Este caso está a abalar o país e a fazer-nos olhar de maneira diferente para as nossas coletividades. Espaços com uma importância incomparável em todas as vilas, aldeias e cidades, as coletividades trazem para o seio da comunidade um espaço de convívio, de desporto, de cultura. São locais de voluntariado e de gente de boa vontade. Mas nem sempre são locais seguros!
A Associação Recreativa de Vila Nova da Rainha era o ponto de encontro e local de convívio não só dos habitantes da aldeia, mas de outras localidades vizinhas e por isso, numa comunidade onde todos se conhecem, a morte (até agora confirmada) de oito pessoas — sete homens e uma mulher — é uma tragédia.

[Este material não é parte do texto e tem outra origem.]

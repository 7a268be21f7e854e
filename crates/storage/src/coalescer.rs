//! Transaction coalescing.
//!
//! Every mutating storage call is recorded here. Once more than `threshold`
//! mutations are pending, the current batch is committed (flushed and
//! synced) and the counter resets. This bounds how much work an unclean
//! stop can lose while keeping per-mutation overhead flat: it is a
//! throughput/durability knob, not an atomicity mechanism.

use tracing::{debug, info};

use crate::graph::GraphStorage;
use tracegraph_core::Result;

/// Batches mutating storage operations into bounded-size commits.
pub struct TransactionCoalescer {
    threshold: u64,
    log_every: u64,
    pending: u64,
    total: u64,
    commits: u64,
}

impl TransactionCoalescer {
    /// Create a coalescer committing after more than `threshold` pending
    /// mutations. `log_every` is observational: once total mutations cross
    /// it, batch commits are logged at info instead of debug.
    pub fn new(threshold: u64, log_every: u64) -> Self {
        Self {
            threshold,
            log_every,
            pending: 0,
            total: 0,
            commits: 0,
        }
    }

    /// Record one mutating call, committing the batch if the threshold is
    /// exceeded.
    pub fn record(&mut self, storage: &mut dyn GraphStorage) -> Result<()> {
        self.pending += 1;
        self.total += 1;
        if self.pending > self.threshold {
            storage.commit()?;
            self.commits += 1;
            if self.total > self.log_every {
                info!(
                    total = self.total,
                    commits = self.commits,
                    "committing mutation batch"
                );
            } else {
                debug!(
                    total = self.total,
                    commits = self.commits,
                    "committing mutation batch"
                );
            }
            self.pending = 0;
        }
        Ok(())
    }

    /// Commit whatever is pending, regardless of the threshold.
    pub fn flush(&mut self, storage: &mut dyn GraphStorage) -> Result<()> {
        storage.commit()?;
        if self.pending > 0 {
            self.commits += 1;
            self.pending = 0;
        }
        Ok(())
    }

    /// Mutations recorded since the last commit boundary.
    pub fn pending(&self) -> u64 {
        self.pending
    }

    /// Total mutations recorded over the coalescer's lifetime.
    pub fn total(&self) -> u64 {
        self.total
    }

    /// Number of batch commits issued so far.
    pub fn commits(&self) -> u64 {
        self.commits
    }
}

O incêndio deflagrou na noite de sábado, na Associação Recreativa de Vila Nova da Rainha, concelho de Tondela. Quatro das vítimas mortais eram da aldeia onde a tragédia aconteceu, três de localidades vizinhas e ainda uma do concelho de Santa Comba Dão. Há, ao momento, 38 feridos internados nos hospitais de Viseu, Coimbra, Lisboa e Porto, 16 dos quais em estado grave. Alguns dos feridos foram internados essencialmente para estabilizarem os níveis de monóxido de carbono devido à inalação de fumo. Outros sofreram queimaduras na cabeça, tronco e membros superiores e traumatismos durante a fuga. Estão ainda profundamente abalados pelo que aconteceu, tendo sido mobilizadas equipas de psicologia e assistência social.
As vítimas, na maioria com idades entre os 60 e os 70 anos, estavam a participar num torneio de sueca, considerado um dos melhores e mais concorridos da região. No momento do acidente, no salão onde decorria o jogo, no piso superior, estariam entre 60 a 70 pessoas. No andar debaixo, a ver o jogo de futebol entre o Braga e o Benfica através da televisão, mais uma dezena.
O fogo terá sido provocado por uma salamandra mas aponta-se também o dedo à falta de condições de segurança do edifício. A salamandra que estava a ser usada para aquecer o piso superior terá provocado uma forte ignição no teto falso, fazendo rapidamente colapsar o teto falso e enchendo o espaço de fumo. Apesar de o socorro ter sido razoavelmente rápido, as medidas de autoproteção que deviam existir no edifício falharam ou não estavam presentes. De acordo com as notícias, no local estiveram 170 operacionais de várias valências, destacando-se o envolvimento de três helicópteros do INEM.
Para além da inexistência de portas corta-fogo, equipadas de barras antipânico e que abrem para fora, foram usados materiais de combustão rápida na construção do edifício que contribuíram para a rápida propagação das chamas e colapso do teto. Na tentativa de fuga, muitos dos ocupantes do espaço ficaram encurralados e entraram em pânico. A maioria das vítimas sofreu queimaduras ou intoxicações por inalação de fumo. O edifício apresenta dois andares com três portas para o exterior e foi junto a uma dessas portas que os bombeiros encontraram os corpos das vítimas mortais amontoados: esta era a porta mais próxima das escadas que dão acesso ao primeiro piso e que infelizmente não estava equipada com barras antipânico. Além disso, abria para dentro, o que no pânico tornou impossível a sua abertura sem ser pelos populares que se encontravam no exterior, que recorreram a um jipe para a arrancar de forma a aceder ao interior.